Can I apply to add a benefit enhancement or incentive mid-year? 
CMS indicated in a December 18 webinar that there may be an opportunity to apply to add enhancements mid-year. CMS says they will release more guidance on this later.  

For the benefit enhancements allowed under Next Gen today, are there any changes I should be aware of?
Direct Contracting will allow DCEs using the Care Management Home Visits Benefit Enhancement to provide up to 12 visits a year, per page 59 of the RFA. Next Gen is limited to two visits over a 90-day period. Also, Direct Contracting will offer additional benefit enhancements including allowing a nurse practitioner to certify a beneficiary for in-home care, waiving the homebound requirement for certain conditions, and allowing concurrent conventional care with hospice care. 

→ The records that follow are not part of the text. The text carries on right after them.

// Resource Client Error Types
use serde_json::Value;

/// Failure of a call across the resource client boundary.
///
/// Transport failures and structured server rejections are both "operation
/// failed" to the editor; the distinction is kept so the human-readable
/// message can be forwarded unchanged.
#[derive(Debug, Clone, thiserror::Error)]
pub enum ClientError {
    // Network unreachable, timeout, TLS, connection reset
    #[error("{0}")]
    Transport(String),

    // 400 / 422: server rejected the payload
    #[error("{message}")]
    Validation { status: u16, message: String },

    // 401 / 403
    #[error("{message}")]
    Unauthorized { status: u16, message: String },

    // 404, 5xx and anything else non-success
    #[error("{message}")]
    Server { status: u16, message: String },

    // Success status but the body was not JSON
    #[error("Invalid response body: {0}")]
    Decode(String),
}

impl ClientError {
    /// Classify a non-success HTTP response by status, pulling the message out of its body
    pub fn from_status(status: u16, body: Option<&Value>, reason: Option<&str>) -> Self {
        let message = message_from_body(body)
            .or_else(|| reason.map(|r| r.to_string()))
            .unwrap_or_else(|| format!("Request failed with status {}", status));

        match status {
            400 | 422 => ClientError::Validation { status, message },
            401 | 403 => ClientError::Unauthorized { status, message },
            _ => ClientError::Server { status, message },
        }
    }

    pub fn transport(message: impl Into<String>) -> Self {
        ClientError::Transport(message.into())
    }

    pub fn validation(message: impl Into<String>) -> Self {
        ClientError::Validation { status: 400, message: message.into() }
    }

    /// HTTP status when the server answered at all
    pub fn status_code(&self) -> Option<u16> {
        match self {
            ClientError::Transport(_) | ClientError::Decode(_) => None,
            ClientError::Validation { status, .. }
            | ClientError::Unauthorized { status, .. }
            | ClientError::Server { status, .. } => Some(*status),
        }
    }

    /// Human-readable message, forwarded to the editor session as-is
    pub fn message(&self) -> String {
        match self {
            ClientError::Transport(msg) => msg.clone(),
            ClientError::Validation { message, .. } => message.clone(),
            ClientError::Unauthorized { message, .. } => message.clone(),
            ClientError::Server { message, .. } => message.clone(),
            ClientError::Decode(msg) => format!("Invalid response body: {}", msg),
        }
    }

    /// Error code for machine-readable output
    pub fn error_code(&self) -> &'static str {
        match self {
            ClientError::Transport(_) => "TRANSPORT_ERROR",
            ClientError::Validation { .. } => "VALIDATION_ERROR",
            ClientError::Unauthorized { .. } => "UNAUTHORIZED",
            ClientError::Server { status: 404, .. } => "NOT_FOUND",
            ClientError::Server { .. } => "SERVER_ERROR",
            ClientError::Decode(_) => "INVALID_RESPONSE",
        }
    }
}

impl From<reqwest::Error> for ClientError {
    fn from(err: reqwest::Error) -> Self {
        if err.is_decode() {
            ClientError::Decode(err.to_string())
        } else {
            ClientError::Transport(err.to_string())
        }
    }
}

/// Pull a message out of an error body: `message`, then `detail`, then the body itself
pub fn message_from_body(body: Option<&Value>) -> Option<String> {
    let body = body?;
    if body.is_null() {
        return None;
    }
    for key in ["message", "detail", "error"] {
        if let Some(msg) = body.get(key).and_then(Value::as_str) {
            if !msg.is_empty() {
                return Some(msg.to_string());
            }
        }
    }
    match body {
        Value::String(s) if !s.is_empty() => Some(s.clone()),
        Value::String(_) => None,
        other => Some(other.to_string()),
    }
}

#[cfg(test)]
mod tests {
    use super::*;
    use serde_json::json;

    #[test]
    fn validation_status_keeps_server_message() {
        let body = json!({"message": "Title is required"});
        let err = ClientError::from_status(400, Some(&body), Some("Bad Request"));
        assert!(matches!(err, ClientError::Validation { status: 400, .. }));
        assert_eq!(err.message(), "Title is required");
        assert_eq!(err.error_code(), "VALIDATION_ERROR");
    }

    #[test]
    fn field_error_body_is_serialized_whole() {
        let body = json!({"title": ["This field may not be blank."]});
        let err = ClientError::from_status(422, Some(&body), None);
        assert!(err.message().contains("may not be blank"));
    }

    #[test]
    fn falls_back_to_reason_phrase() {
        let err = ClientError::from_status(503, None, Some("Service Unavailable"));
        assert_eq!(err.message(), "Service Unavailable");
        assert_eq!(err.status_code(), Some(503));
    }

    #[test]
    fn transport_has_no_status() {
        let err = ClientError::transport("connection refused");
        assert_eq!(err.status_code(), None);
        assert_eq!(err.to_string(), "connection refused");
    }
}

Particularly with the Chronic Disease Management Program, but with any of the benefit enhancements and incentives, can I target specific populations? Or do I have to offer it to all my aligned beneficiaries?
CMS said in a December 18 webinar that DCEs can target select populations with their enhancements and waivers. DCEs just need to detail that in the implementation plan they submit to the agency. 

For the Part B Cost Sharing Support, who covers the cost of that?
The cost of patient engagement incentives like Part B Cost Sharing Support come out of DCEs’ own pockets, as stated on page 25 of the RFA. Therefore, that money doesn’t count against the DCE’s benchmark. 

Are there only certain types of visits or services for which I can provide cost sharing support?
A DCE may provide cost sharing support for all types of visits and services except for prescription drugs and durable medical equipment. See page 24 of the RFA. 

How do home health agencies bill for patients covered under any of these enhancements?
According to a CMS webinar on December 18, a home health agency would bill for services delivered just like they would in Medicare FFS. If the beneficiary and home health agency are both participating in Direct Contracting, then the claim would be assigned to either for the purposes of the model’s financial reconciliation. The same is true of the hospice benefit.